- [Saved data entries]
use super::{run, sample_state};
use plc_ladder_sim::core::{DeviceError, ElementKind, Operand};
use plc_ladder_sim::{
    AppController, AppIntent, AppState, DeviceRef, EditError, LadderProgram, VarValue,
};

fn device(text: &str) -> DeviceRef {
    text.parse().expect("gültiges Device")
}

fn edit_error(result: anyhow::Result<()>) -> EditError {
    let err = result.expect_err("Bearbeitung sollte abgelehnt werden");
    err.downcast_ref::<EditError>()
        .cloned()
        .unwrap_or_else(|| panic!("Kein EditError: {err}"))
}

#[test]
fn test_add_element_creates_variables_and_is_undoable() {
    let mut controller = AppController::new();
    let mut state = AppState::new();

    run(&mut controller, &mut state, AppIntent::AddRungRequested { index: None });
    let rung = state.program.rungs[0].id;
    run(
        &mut controller,
        &mut state,
        AppIntent::AddElementRequested {
            rung,
            column: 0,
            branch: None,
            kind: ElementKind::NormallyOpen,
            operands: vec!["x1".into()],
        },
    );

    let x1 = state.program.variable(device("X1")).expect("X1 angelegt");
    assert_eq!(x1.used_by.len(), 1);
    assert!(state.dirty);

    run(&mut controller, &mut state, AppIntent::UndoRequested);
    assert_eq!(state.element_count(), 0);
    assert!(state.program.variable(device("X1")).is_none());
}

#[test]
fn test_add_element_with_invalid_device_is_rejected() {
    let mut controller = AppController::new();
    let mut state = sample_state(&mut controller);
    let before = state.program.clone();

    let err = edit_error(controller.handle_intent(
        &mut state,
        AppIntent::AddElementRequested {
            rung: 1,
            column: 5,
            branch: None,
            kind: ElementKind::NormallyOpen,
            operands: vec!["Q5".into()],
        },
    ));

    assert!(matches!(
        err,
        EditError::InvalidDevice {
            source: DeviceError::InvalidPrefix { .. },
            ..
        }
    ));
    assert_eq!(state.program, before);
}

#[test]
fn test_add_element_on_occupied_slot_is_rejected() {
    let mut controller = AppController::new();
    let mut state = sample_state(&mut controller);

    let err = edit_error(controller.handle_intent(
        &mut state,
        AppIntent::AddElementRequested {
            rung: 1,
            column: 0,
            branch: None,
            kind: ElementKind::NormallyOpen,
            operands: vec!["X5".into()],
        },
    ));

    assert_eq!(err, EditError::SlotOccupied { rung: 1, column: 0 });
}

#[test]
fn test_drop_element_shifts_contiguous_block() {
    let mut controller = AppController::new();
    let mut state = sample_state(&mut controller);

    run(
        &mut controller,
        &mut state,
        AppIntent::ElementDropped {
            rung: 1,
            column: 0,
            branch: None,
            kind: ElementKind::NormallyOpen,
            operands: vec!["X5".into()],
        },
    );

    let column = |id| state.program.element(id).expect("Element").position.column;
    assert_eq!(column(15), 0);
    assert_eq!(column(1), 1);
    assert_eq!(column(2), 2);
    assert_eq!(column(3), 9);

    run(&mut controller, &mut state, AppIntent::UndoRequested);
    assert_eq!(state.program, LadderProgram::sample());
}

#[test]
fn test_delete_element_keeps_unreferenced_variable() {
    let mut controller = AppController::new();
    let mut state = sample_state(&mut controller);

    // Element 9: LD X3
    run(&mut controller, &mut state, AppIntent::DeleteElementRequested { element: 9 });

    let x3 = state.program.variable(device("X3")).expect("X3 bleibt bestehen");
    assert!(x3.used_by.is_empty());

    run(
        &mut controller,
        &mut state,
        AppIntent::DeleteVariableRequested { device: "X3".into() },
    );
    assert!(state.program.variable(device("X3")).is_none());
}

#[test]
fn test_delete_referenced_variable_is_rejected() {
    let mut controller = AppController::new();
    let mut state = sample_state(&mut controller);

    let err = edit_error(controller.handle_intent(
        &mut state,
        AppIntent::DeleteVariableRequested { device: "Y0".into() },
    ));

    assert_eq!(
        err,
        EditError::VariableInUse {
            device: device("Y0"),
            count: 3
        }
    );
}

#[test]
fn test_timer_accumulator_is_read_only() {
    let mut controller = AppController::new();
    let mut state = sample_state(&mut controller);

    let err = edit_error(controller.handle_intent(
        &mut state,
        AppIntent::SetVariableValueRequested {
            device: "T0".into(),
            value: VarValue::Int(5),
        },
    ));

    assert_eq!(err, EditError::ReadOnlyVariable(device("T0")));
}

#[test]
fn test_rename_variable_rewrites_operands() {
    let mut controller = AppController::new();
    let mut state = sample_state(&mut controller);

    run(
        &mut controller,
        &mut state,
        AppIntent::RenameVariableRequested {
            from: "X0".into(),
            to: "x10".into(),
        },
    );

    let element = state.program.element(1).expect("Element 1");
    assert_eq!(element.operands[0], Operand::Device(device("X10")));
    assert!(state.program.variable(device("X0")).is_none());
}

#[test]
fn test_move_rung_down_and_up() {
    let mut controller = AppController::new();
    let mut state = sample_state(&mut controller);

    run(&mut controller, &mut state, AppIntent::MoveRungDownRequested { rung: 1 });
    assert_eq!(state.program.rung_index(1), Some(1));

    run(&mut controller, &mut state, AppIntent::MoveRungUpRequested { rung: 1 });
    assert_eq!(state.program.rung_index(1), Some(0));
    assert_eq!(state.history.undo_len(), 2);
}

#[test]
fn test_move_element_right_and_left() {
    let mut controller = AppController::new();
    let mut state = sample_state(&mut controller);

    // Element 2: LDI X1 in Spalte 1
    run(&mut controller, &mut state, AppIntent::MoveElementRightRequested { element: 2 });
    assert_eq!(state.program.element(2).expect("Element").position.column, 2);

    run(&mut controller, &mut state, AppIntent::MoveElementLeftRequested { element: 2 });
    assert_eq!(state.program.element(2).expect("Element").position.column, 1);
}

#[test]
fn test_assign_parameter_accepts_constant_on_preset() {
    let mut controller = AppController::new();
    let mut state = sample_state(&mut controller);

    // Element 6: TON K30 T0 M0
    run(
        &mut controller,
        &mut state,
        AppIntent::AssignParameterRequested {
            element: 6,
            pin: 0,
            text: "K50".into(),
        },
    );
    assert_eq!(
        state.program.element(6).expect("Element").operands[0],
        Operand::Constant(50)
    );

    let err = edit_error(controller.handle_intent(
        &mut state,
        AppIntent::AssignParameterRequested {
            element: 6,
            pin: 2,
            text: "K1".into(),
        },
    ));
    assert!(matches!(err, EditError::OperandTypeMismatch { .. }));
}

#[test]
fn test_undo_redo_on_empty_stacks_are_noops() {
    let mut controller = AppController::new();
    let mut state = sample_state(&mut controller);
    let before = state.program.clone();

    run(&mut controller, &mut state, AppIntent::UndoRequested);
    run(&mut controller, &mut state, AppIntent::RedoRequested);

    assert_eq!(state.program, before);
}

- [Assignment] Restate the records in full, keeping every word as it is.

- [Response to this exercise]
use super::{run, sample_state};
use plc_ladder_sim::core::{DeviceError, ElementKind, Operand};
use plc_ladder_sim::{
    AppController, AppIntent, AppState, DeviceRef, EditError, LadderProgram, VarValue,
};

fn device(text: &str) -> DeviceRef {
    text.parse().expect("gültiges Device")
}

fn edit_error(result: anyhow::Result<()>) -> EditError {
    let err = result.expect_err("Bearbeitung sollte abgelehnt werden");
    err.downcast_ref::<EditError>()
        .cloned()
        .unwrap_or_else(|| panic!("Kein EditError: {err}"))
}

#[test]
fn test_add_element_creates_variables_and_is_undoable() {
    let mut controller = AppController::new();
    let mut state = AppState::new();

    run(&mut controller, &mut state, AppIntent::AddRungRequested { index: None });
    let rung = state.program.rungs[0].id;
    run(
        &mut controller,
        &mut state,
        AppIntent::AddElementRequested {
            rung,
            column: 0,
            branch: None,
            kind: ElementKind::NormallyOpen,
            operands: vec!["x1".into()],
        },
    );

    let x1 = state.program.variable(device("X1")).expect("X1 angelegt");
    assert_eq!(x1.used_by.len(), 1);
    assert!(state.dirty);

    run(&mut controller, &mut state, AppIntent::UndoRequested);
    assert_eq!(state.element_count(), 0);
    assert!(state.program.variable(device("X1")).is_none());
}

#[test]
fn test_add_element_with_invalid_device_is_rejected() {
    let mut controller = AppController::new();
    let mut state = sample_state(&mut controller);
    let before = state.program.clone();

    let err = edit_error(controller.handle_intent(
        &mut state,
        AppIntent::AddElementRequested {
            rung: 1,
            column: 5,
            branch: None,
            kind: ElementKind::NormallyOpen,
            operands: vec!["Q5".into()],
        },
    ));

    assert!(matches!(
        err,
        EditError::InvalidDevice {
            source: DeviceError::InvalidPrefix { .. },
            ..
        }
    ));
    assert_eq!(state.program, before);
}

#[test]
fn test_add_element_on_occupied_slot_is_rejected() {
    let mut controller = AppController::new();
    let mut state = sample_state(&mut controller);

    let err = edit_error(controller.handle_intent(
        &mut state,
        AppIntent::AddElementRequested {
            rung: 1,
            column: 0,
            branch: None,
            kind: ElementKind::NormallyOpen,
            operands: vec!["X5".into()],
        },
    ));

    assert_eq!(err, EditError::SlotOccupied { rung: 1, column: 0 });
}

#[test]
fn test_drop_element_shifts_contiguous_block() {
    let mut controller = AppController::new();
    let mut state = sample_state(&mut controller);

    run(
        &mut controller,
        &mut state,
        AppIntent::ElementDropped {
            rung: 1,
            column: 0,
            branch: None,
            kind: ElementKind::NormallyOpen,
            operands: vec!["X5".into()],
        },
    );

    let column = |id| state.program.element(id).expect("Element").position.column;
    assert_eq!(column(15), 0);
    assert_eq!(column(1), 1);
    assert_eq!(column(2), 2);
    assert_eq!(column(3), 9);

    run(&mut controller, &mut state, AppIntent::UndoRequested);
    assert_eq!(state.program, LadderProgram::sample());
}

#[test]
fn test_delete_element_keeps_unreferenced_variable() {
    let mut controller = AppController::new();
    let mut state = sample_state(&mut controller);

    // Element 9: LD X3
    run(&mut controller, &mut state, AppIntent::DeleteElementRequested { element: 9 });

    let x3 = state.program.variable(device("X3")).expect("X3 bleibt bestehen");
    assert!(x3.used_by.is_empty());

    run(
        &mut controller,
        &mut state,
        AppIntent::DeleteVariableRequested { device: "X3".into() },
    );
    assert!(state.program.variable(device("X3")).is_none());
}

#[test]
fn test_delete_referenced_variable_is_rejected() {
    let mut controller = AppController::new();
    let mut state = sample_state(&mut controller);

    let err = edit_error(controller.handle_intent(
        &mut state,
        AppIntent::DeleteVariableRequested { device: "Y0".into() },
    ));

    assert_eq!(
        err,
        EditError::VariableInUse {
            device: device("Y0"),
            count: 3
        }
    );
}

#[test]
fn test_timer_accumulator_is_read_only() {
    let mut controller = AppController::new();
    let mut state = sample_state(&mut controller);

    let err = edit_error(controller.handle_intent(
        &mut state,
        AppIntent::SetVariableValueRequested {
            device: "T0".into(),
            value: VarValue::Int(5),
        },
    ));

    assert_eq!(err, EditError::ReadOnlyVariable(device("T0")));
}

#[test]
fn test_rename_variable_rewrites_operands() {
    let mut controller = AppController::new();
    let mut state = sample_state(&mut controller);

    run(
        &mut controller,
        &mut state,
        AppIntent::RenameVariableRequested {
            from: "X0".into(),
            to: "x10".into(),
        },
    );

    let element = state.program.element(1).expect("Element 1");
    assert_eq!(element.operands[0], Operand::Device(device("X10")));
    assert!(state.program.variable(device("X0")).is_none());
}

#[test]
fn test_move_rung_down_and_up() {
    let mut controller = AppController::new();
    let mut state = sample_state(&mut controller);

    run(&mut controller, &mut state, AppIntent::MoveRungDownRequested { rung: 1 });
    assert_eq!(state.program.rung_index(1), Some(1));

    run(&mut controller, &mut state, AppIntent::MoveRungUpRequested { rung: 1 });
    assert_eq!(state.program.rung_index(1), Some(0));
    assert_eq!(state.history.undo_len(), 2);
}

#[test]
fn test_move_element_right_and_left() {
    let mut controller = AppController::new();
    let mut state = sample_state(&mut controller);

    // Element 2: LDI X1 in Spalte 1
    run(&mut controller, &mut state, AppIntent::MoveElementRightRequested { element: 2 });
    assert_eq!(state.program.element(2).expect("Element").position.column, 2);

    run(&mut controller, &mut state, AppIntent::MoveElementLeftRequested { element: 2 });
    assert_eq!(state.program.element(2).expect("Element").position.column, 1);
}

#[test]
fn test_assign_parameter_accepts_constant_on_preset() {
    let mut controller = AppController::new();
    let mut state = sample_state(&mut controller);

    // Element 6: TON K30 T0 M0
    run(
        &mut controller,
        &mut state,
        AppIntent::AssignParameterRequested {
            element: 6,
            pin: 0,
            text: "K50".into(),
        },
    );
    assert_eq!(
        state.program.element(6).expect("Element").operands[0],
        Operand::Constant(50)
    );

    let err = edit_error(controller.handle_intent(
        &mut state,
        AppIntent::AssignParameterRequested {
            element: 6,
            pin: 2,
            text: "K1".into(),
        },
    ));
    assert!(matches!(err, EditError::OperandTypeMismatch { .. }));
}

#[test]
fn test_undo_redo_on_empty_stacks_are_noops() {
    let mut controller = AppController::new();
    let mut state = sample_state(&mut controller);
    let before = state.program.clone();

    run(&mut controller, &mut state, AppIntent::UndoRequested);
    run(&mut controller, &mut state, AppIntent::RedoRequested);

    assert_eq!(state.program, before);
}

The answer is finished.